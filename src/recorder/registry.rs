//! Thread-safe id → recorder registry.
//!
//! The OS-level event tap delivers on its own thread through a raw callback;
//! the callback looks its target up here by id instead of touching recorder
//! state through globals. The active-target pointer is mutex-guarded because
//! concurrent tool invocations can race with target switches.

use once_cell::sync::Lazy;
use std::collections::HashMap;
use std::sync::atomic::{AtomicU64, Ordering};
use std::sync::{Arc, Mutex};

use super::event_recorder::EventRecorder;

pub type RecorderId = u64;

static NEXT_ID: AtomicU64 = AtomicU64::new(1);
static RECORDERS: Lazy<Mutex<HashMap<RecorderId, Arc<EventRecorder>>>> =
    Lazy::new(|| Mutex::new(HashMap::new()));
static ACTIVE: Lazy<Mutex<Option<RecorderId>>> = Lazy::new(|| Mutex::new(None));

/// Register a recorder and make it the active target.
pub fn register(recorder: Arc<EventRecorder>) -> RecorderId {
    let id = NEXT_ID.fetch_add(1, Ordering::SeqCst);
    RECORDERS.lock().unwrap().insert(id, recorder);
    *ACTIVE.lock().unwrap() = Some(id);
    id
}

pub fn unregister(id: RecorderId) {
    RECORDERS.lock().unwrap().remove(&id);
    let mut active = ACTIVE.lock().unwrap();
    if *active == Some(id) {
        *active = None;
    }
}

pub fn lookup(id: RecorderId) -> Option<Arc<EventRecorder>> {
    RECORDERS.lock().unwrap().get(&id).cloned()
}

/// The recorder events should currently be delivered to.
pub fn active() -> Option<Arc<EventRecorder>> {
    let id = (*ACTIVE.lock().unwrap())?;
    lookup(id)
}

----

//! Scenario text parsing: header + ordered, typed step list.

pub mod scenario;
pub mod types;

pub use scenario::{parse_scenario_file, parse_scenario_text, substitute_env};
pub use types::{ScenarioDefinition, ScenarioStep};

----

Problem requirements:
Could you reproduce exactly the lines of the entries above, from the one with "with target switches." through the one with "pub type RecorderId = u64;", and nothing else?

Exercise answer:
//! concurrent tool invocations can race with target switches.

use once_cell::sync::Lazy;
use std::collections::HashMap;
use std::sync::atomic::{AtomicU64, Ordering};
use std::sync::{Arc, Mutex};

use super::event_recorder::EventRecorder;

pub type RecorderId = u64;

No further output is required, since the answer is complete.